This patch implements in nvptx.md a few new instruction patterns that are used
for OpenMP SIMD code.

	* config/nvptx/nvptx-protos.h (nvptx_shuffle_kind): Move enum
	declaration from nvptx.c.
	(nvptx_gen_shuffle): Declare.
	* config/nvptx/nvptx.c (nvptx_shuffle_kind): Move to nvptx-protos.h.
	(nvptx_gen_shuffle): Export.
	* config/nvptx/nvptx.md (UNSPEC_VOTE_BALLOT): New unspec.
	(UNSPEC_LANEID): Ditto.
	(UNSPECV_NOUNROLL): Ditto.
	(nvptx_vote_ballot): New pattern.
	(omp_simt_lane): Ditto.
	(omp_simt_last_lane): Ditto.
	(omp_simt_ordered): Ditto.
	(omp_simt_vote_any): Ditto.
	(omp_simt_xchg_bfly): Ditto.
	(omp_simt_xchg_idx): Ditto.
	(nvptx_nounroll): Ditto.
	* target-insns.def (omp_simt_lane): New.
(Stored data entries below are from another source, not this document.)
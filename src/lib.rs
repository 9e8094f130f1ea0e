pub mod archive;
pub mod bundler;
pub mod config;
pub mod constants;
pub mod digest;
pub mod dispatcher;
pub mod dockerfile;
pub mod error;
pub mod hasher;
pub mod image;
pub mod logging;
pub mod process;
pub mod progress;
pub mod result;
pub mod strategies;
pub mod workload;

pub use config::EngineConfig;
pub use digest::{Digest, DigestBuilder, KnownDigests};
pub use dispatcher::{Packager, WorkloadReport};
pub use error::{ErrorKind, PackagingError, Result};
pub use result::{Artifact, BuildResult, Outcome, Packaged};
pub use workload::{Packaging, Workload};
//! Container image materializer.
//!
//! Builds and tags images through the container engine CLI and reads back
//! size and id via `image inspect`. Emulation for foreign platforms is left
//! to the engine; the platform string is only passed through.

use crate::error::{IoContext, PackagingError, Result};
use crate::process::{CommandRunner, CommandSpec};
use crate::progress::{PackagingEvent, ProgressReporter};
use chrono::{DateTime, Utc};
use serde::Deserialize;
use std::collections::BTreeMap;
use std::io::Write;
use std::path::{Path, PathBuf};
use std::sync::Arc;
use std::time::Instant;

/// Dockerfile as a file inside (or outside) the context, or generated text.
#[derive(Debug, Clone)]
pub enum DockerfileSource {
    Path(PathBuf),
    Content(String),
}

#[derive(Debug, Clone)]
pub struct ImageBuildRequest {
    pub build_context: PathBuf,
    pub dockerfile: DockerfileSource,
    pub image_tag: String,
    pub build_args: BTreeMap<String, String>,
    pub platform: Option<String>,
}

#[derive(Debug, Clone, PartialEq)]
pub struct ImageBuildOutput {
    pub image_tag: String,
    pub image_id: String,
    pub size: u64,
    pub duration_ms: u64,
    pub created_at: DateTime<Utc>,
}

#[derive(Debug, Clone, PartialEq, Eq, Deserialize)]
pub struct ImageInspection {
    #[serde(rename = "Id")]
    pub id: String,
    #[serde(rename = "Size")]
    pub size: u64,
}

pub struct ImageMaterializer {
    engine: String,
    runner: Arc<dyn CommandRunner>,
    /// Where generated Dockerfiles are written; scoped to one invocation
    scratch_dir: PathBuf,
}

impl ImageMaterializer {
    pub fn new(engine: impl Into<String>, runner: Arc<dyn CommandRunner>, scratch_dir: &Path) -> Self {
        Self {
            engine: engine.into(),
            runner,
            scratch_dir: scratch_dir.to_path_buf(),
        }
    }

    /// `docker build` arguments for a request whose Dockerfile is at `dockerfile_path`.
    pub fn build_command(&self, request: &ImageBuildRequest, dockerfile_path: &Path) -> CommandSpec {
        let mut spec = CommandSpec::new(&self.engine, &self.engine)
            .arg("build")
            .args(["-t", request.image_tag.as_str()])
            .arg("-f")
            .arg(dockerfile_path.to_string_lossy())
            .env("DOCKER_BUILDKIT", "1");
        for (name, value) in &request.build_args {
            spec = spec.args(["--build-arg".to_string(), format!("{}={}", name, value)]);
        }
        if let Some(platform) = &request.platform {
            spec = spec.args(["--platform", platform.as_str()]);
        }
        spec.arg(request.build_context.to_string_lossy())
    }

    pub async fn build_image(
        &self,
        request: &ImageBuildRequest,
        workload: &str,
        reporter: &dyn ProgressReporter,
    ) -> Result<ImageBuildOutput> {
        if !request.build_context.is_dir() {
            return Err(PackagingError::SourceNotFound {
                path: request.build_context.clone(),
            });
        }

        // A generated Dockerfile lives exactly as long as this guard, on every exit path.
        let generated;
        let dockerfile_path = match &request.dockerfile {
            DockerfileSource::Path(path) => {
                if !path.is_file() {
                    return Err(PackagingError::SourceNotFound { path: path.clone() });
                }
                path.clone()
            }
            DockerfileSource::Content(content) => {
                generated = write_scratch_file(&self.scratch_dir, "Dockerfile-", content)?;
                generated.to_path_buf()
            }
        };

        let spec = self.build_command(request, &dockerfile_path);
        reporter.on_event(PackagingEvent::ToolStarted {
            workload: workload.to_string(),
            command: spec.to_string(),
        });

        let started = Instant::now();
        self.runner.run(&spec, workload, reporter).await?;
        let duration_ms = started.elapsed().as_millis() as u64;

        let inspection = self.inspect(&request.image_tag, workload, reporter).await?;
        Ok(ImageBuildOutput {
            image_tag: request.image_tag.clone(),
            image_id: inspection.id,
            size: inspection.size,
            duration_ms,
            created_at: Utc::now(),
        })
    }

    /// Read size and id of an image already present in the engine.
    pub async fn inspect(
        &self,
        image_tag: &str,
        workload: &str,
        reporter: &dyn ProgressReporter,
    ) -> Result<ImageInspection> {
        let spec = CommandSpec::new(&self.engine, &self.engine)
            .args(["image", "inspect", "--format", "{{json .}}", image_tag])
            .capture_stdout();
        let output = self.runner.run(&spec, workload, reporter).await?;
        parse_inspection(&output.stdout)
    }
}

pub fn parse_inspection(stdout: &str) -> Result<ImageInspection> {
    let trimmed = stdout.trim();
    // Without `--format`, the engine prints a JSON array
    if trimmed.starts_with('[') {
        let mut all: Vec<ImageInspection> = serde_json::from_str(trimmed)?;
        return all.pop().ok_or_else(|| PackagingError::MissingBuildOutput {
            path: PathBuf::from("image inspect"),
        });
    }
    Ok(serde_json::from_str(trimmed)?)
}

/// Write a scratch file that is removed when the returned guard drops.
pub(crate) fn write_scratch_file(
    dir: &Path,
    prefix: &str,
    content: &str,
) -> Result<tempfile::TempPath> {
    std::fs::create_dir_all(dir).at(dir)?;
    let mut file = tempfile::Builder::new()
        .prefix(prefix)
        .tempfile_in(dir)
        .at(dir)?;
    file.write_all(content.as_bytes()).at(file.path())?;
    file.flush().at(file.path())?;
    Ok(file.into_temp_path())
}
//! Content digest engine.
//!
//! A digest merges labelled partial hashes (source tree, dependency set,
//! language configuration, additional caller input). The merge sorts by
//! label, so the order in which parts are added never matters, while a
//! change in any part changes the result.

use crate::error::Result;
use crate::hasher::{self, FileFingerprint};
use crate::workload::Dependency;
use serde::{Deserialize, Serialize};
use std::collections::{BTreeMap, BTreeSet, HashSet};
use std::fmt;

/// Deterministic fingerprint of a workload's build inputs (64 hex chars).
#[derive(Debug, Clone, PartialEq, Eq, Hash, PartialOrd, Ord, Serialize, Deserialize)]
#[serde(transparent)]
pub struct Digest(String);

impl Digest {
    pub fn as_str(&self) -> &str {
        &self.0
    }

    /// First `len` characters, or the whole digest when shorter.
    pub fn prefix(&self, len: usize) -> &str {
        match self.0.char_indices().nth(len) {
            Some((end, _)) => &self.0[..end],
            None => &self.0,
        }
    }

    /// First 12 characters, used in image tags and log lines.
    pub fn short(&self) -> &str {
        self.prefix(12)
    }
}

impl fmt::Display for Digest {
    fn fmt(&self, f: &mut fmt::Formatter<'_>) -> fmt::Result {
        f.write_str(&self.0)
    }
}

impl From<&str> for Digest {
    fn from(s: &str) -> Self {
        Self(s.to_string())
    }
}

impl From<String> for Digest {
    fn from(s: String) -> Self {
        Self(s)
    }
}

/// Membership test over digests already deployed. Storage and eviction are the caller's business.
pub trait KnownDigests {
    fn contains_digest(&self, digest: &Digest) -> bool;
}

impl KnownDigests for BTreeSet<Digest> {
    fn contains_digest(&self, digest: &Digest) -> bool {
        self.contains(digest)
    }
}

impl KnownDigests for HashSet<Digest> {
    fn contains_digest(&self, digest: &Digest) -> bool {
        self.contains(digest)
    }
}


/// Exact-match cache lookup: skip iff the digest was already produced.
pub fn should_skip<K: KnownDigests + ?Sized>(digest: &Digest, known: &K) -> bool {
    known.contains_digest(digest)
}

/// Collects labelled partial hashes and merges them into one [`Digest`].
#[derive(Debug, Default, Clone)]
pub struct DigestBuilder {
    parts: BTreeMap<String, String>,
}

impl DigestBuilder {
    pub fn new() -> Self {
        Self::default()
    }

    /// Add an already computed partial hash under `label`. Re-using a label replaces the earlier value.
    pub fn part(mut self, label: &str, value: impl Into<String>) -> Self {
        self.parts.insert(label.to_string(), value.into());
        self
    }

    pub fn source_checksum(self, checksum: impl Into<String>) -> Self {
        self.part("sources", checksum)
    }

    pub fn sources(self, fingerprints: &[FileFingerprint]) -> Self {
        let checksum = hasher::checksum(fingerprints);
        self.source_checksum(checksum)
    }

    pub fn dependencies(self, dependencies: &[Dependency]) -> Self {
        let hash = hash_dependencies(dependencies);
        self.part("dependencies", hash)
    }

    /// Structural hash of any serializable configuration.
    pub fn config<T: Serialize + ?Sized>(self, label: &str, config: &T) -> Result<Self> {
        let hash = hash_structured(config)?;
        Ok(self.part(label, hash))
    }

    pub fn additional(self, input: Option<&str>) -> Self {
        match input {
            Some(value) => self.part("additional", hash_text(value)),
            None => self,
        }
    }

    pub fn finish(self) -> Digest {
        Digest(merge(&self.parts))
    }
}

/// Hash the stable `name@version` pairs of a dependency set, independent of order.
/// Local (`file:`-style) or unresolved versions are left out.
pub fn hash_dependencies(dependencies: &[Dependency]) -> String {
    let pairs: BTreeSet<String> = dependencies
        .iter()
        .filter(|d| d.has_stable_version())
        .map(|d| format!("{}@{}", d.name, d.version.as_deref().unwrap_or_default()))
        .collect();

    let mut hasher = blake3::Hasher::new();
    for pair in pairs {
        hasher.update(pair.as_bytes());
        hasher.update(b"\n");
    }
    hasher.finalize().to_hex().to_string()
}

/// Structural hash: object keys are hashed in sorted order, so two configs
/// differing only in key insertion order hash the same.
pub fn hash_structured<T: Serialize + ?Sized>(value: &T) -> Result<String> {
    let value = serde_json::to_value(value)?;
    let mut text = String::new();
    write_canonical(&value, &mut text)?;
    Ok(hash_text(&text))
}

// Keys are sorted explicitly: serde_json keeps insertion order when `preserve_order` is enabled.
fn write_canonical(value: &serde_json::Value, out: &mut String) -> Result<()> {
    match value {
        serde_json::Value::Object(map) => {
            let mut keys: Vec<&String> = map.keys().collect();
            keys.sort();
            out.push('{');
            for (i, key) in keys.into_iter().enumerate() {
                if i > 0 {
                    out.push(',');
                }
                out.push_str(&serde_json::to_string(key)?);
                out.push(':');
                write_canonical(&map[key], out)?;
            }
            out.push('}');
        }
        serde_json::Value::Array(items) => {
            out.push('[');
            for (i, item) in items.iter().enumerate() {
                if i > 0 {
                    out.push(',');
                }
                write_canonical(item, out)?;
            }
            out.push(']');
        }
        scalar => out.push_str(&serde_json::to_string(scalar)?),
    }
    Ok(())
}

pub fn hash_text(text: &str) -> String {
    hash_bytes(text.as_bytes())
}

pub fn hash_bytes(data: &[u8]) -> String {
    blake3::hash(data).to_hex().to_string()
}

fn merge(parts: &BTreeMap<String, String>) -> String {
    let mut hasher = blake3::Hasher::new();
    hasher.update(b"packsmith-digest-v1\n");
    for (label, value) in parts {
        hasher.update(label.as_bytes());
        hasher.update(b"=");
        hasher.update(value.as_bytes());
        hasher.update(b"\n");
    }
    hasher.finalize().to_hex().to_string()
}

#[cfg(test)]
mod tests {
    use super::*;
    use crate::workload::{LanguageConfig, PythonConfig};

    fn base() -> DigestBuilder {
        DigestBuilder::new()
            .sources(&[FileFingerprint::from_bytes("main.py", b"x = 1")])
            .dependencies(&[Dependency::new("requests", "2.31.0")])
    }

    #[test]
    fn test_short_respects_char_boundaries() {
        let digest = Digest::from(format!("{}-tail", "é".repeat(13)).as_str());
        assert_eq!(digest.short(), "é".repeat(12));
        assert_eq!(Digest::from("abc").short(), "abc");
        assert_eq!(base().finish().short().len(), 12);
    }

    #[test]
    fn test_deterministic() {
        assert_eq!(base().finish(), base().finish());
    }

    #[test]
    fn test_merge_independent_of_call_order() {
        let a = DigestBuilder::new()
            .part("sources", "s")
            .part("dependencies", "d")
            .finish();
        let b = DigestBuilder::new()
            .part("dependencies", "d")
            .part("sources", "s")
            .finish();
        assert_eq!(a, b);
    }

    #[test]
    fn test_config_change_changes_digest() {
        let minified = LanguageConfig::Python(PythonConfig {
            minify: true,
            ..Default::default()
        });
        let plain = LanguageConfig::Python(PythonConfig::default());
        let a = base().config("language", &minified).unwrap().finish();
        let b = base().config("language", &plain).unwrap().finish();
        assert_ne!(a, b);
    }

    #[test]
    fn test_additional_input_changes_digest() {
        let a = base().additional(Some("STAGE=prod")).finish();
        let b = base().additional(Some("STAGE=dev")).finish();
        let c = base().additional(None).finish();
        assert_ne!(a, b);
        assert_ne!(a, c);
    }

    #[test]
    fn test_dependency_order_and_local_versions() {
        let one = hash_dependencies(&[
            Dependency::new("a", "1.0.0"),
            Dependency::new("b", "2.0.0"),
        ]);
        let two = hash_dependencies(&[
            Dependency::new("b", "2.0.0"),
            Dependency::new("a", "1.0.0"),
            Dependency::new("local", "file:../local"),
        ]);
        assert_eq!(one, two);
        assert_ne!(one, hash_dependencies(&[Dependency::new("a", "1.0.1")]));
    }

    #[test]
    fn test_structured_hash_ignores_key_order() {
        let a: serde_json::Value = serde_json::from_str(r#"{"a":1,"b":{"c":2,"d":3}}"#).unwrap();
        let b: serde_json::Value = serde_json::from_str(r#"{"b":{"d":3,"c":2},"a":1}"#).unwrap();
        assert_eq!(hash_structured(&a).unwrap(), hash_structured(&b).unwrap());
    }

    #[test]
    fn test_skip_is_exact_membership() {
        let digest = base().finish();
        let mut known = BTreeSet::new();
        assert!(!should_skip(&digest, &known));
        known.insert(Digest::from(&digest.as_str()[..63]));
        assert!(!should_skip(&digest, &known));
        known.insert(digest.clone());
        assert!(should_skip(&digest, &known));
    }
}
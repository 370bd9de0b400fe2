//! Load test run command.

use anyhow::Context;
use loadtest_engine::LoadTestDriver;
use loadtest_metrics::{format_summary, save_report, MetricsReport};
use std::sync::Arc;

use super::RunArgs;

/// Run a load test, print its summary and persist the metrics file.
///
/// The summary is printed before persisting, so a failed save still leaves
/// the operator with the results of the completed run.
pub async fn run_load_test(args: RunArgs) -> anyhow::Result<MetricsReport> {
    let params = args.resolve_params()?;
    let backend = args.backend.build()?;

    tracing::info!(
        "Resolved parameters: users={} iterations_per_user={} delay_range=({}, {}) collection_pool_size={} shared_doc_probability={} seed={:?}",
        params.users,
        params.iterations_per_user,
        params.delay_range.min_secs,
        params.delay_range.max_secs,
        params.collection_pool_size,
        params.shared_doc_probability,
        params.seed
    );

    let driver = LoadTestDriver::new(params, Arc::new(backend))?;
    let outcome = driver.run().await;

    println!("{}", format_summary(&outcome.report));

    if let Err(e) = save_report(&args.output, &outcome.report) {
        tracing::error!("Failed to save metrics: {}", e);
        return Err(e).with_context(|| {
            format!(
                "Load test completed but metrics could not be written to {:?}",
                args.output
            )
        });
    }
    println!("Metrics saved to {}", args.output.display());

    Ok(outcome.report)
}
	(omp_simt_last_lane): New.
	(omp_simt_ordered): New.
	(omp_simt_vote_any): New.
	(omp_simt_xchg_bfly): New.
	(omp_simt_xchg_idx): New.
---
 gcc/config/nvptx/nvptx-protos.h | 11 +++++
 gcc/config/nvptx/nvptx.c        | 12 +-----
 gcc/config/nvptx/nvptx.md       | 94 +++++++++++++++++++++++++++++++++++++++++
 gcc/target-insns.def            |  6 +++
 4 files changed, 112 insertions(+), 11 deletions(-)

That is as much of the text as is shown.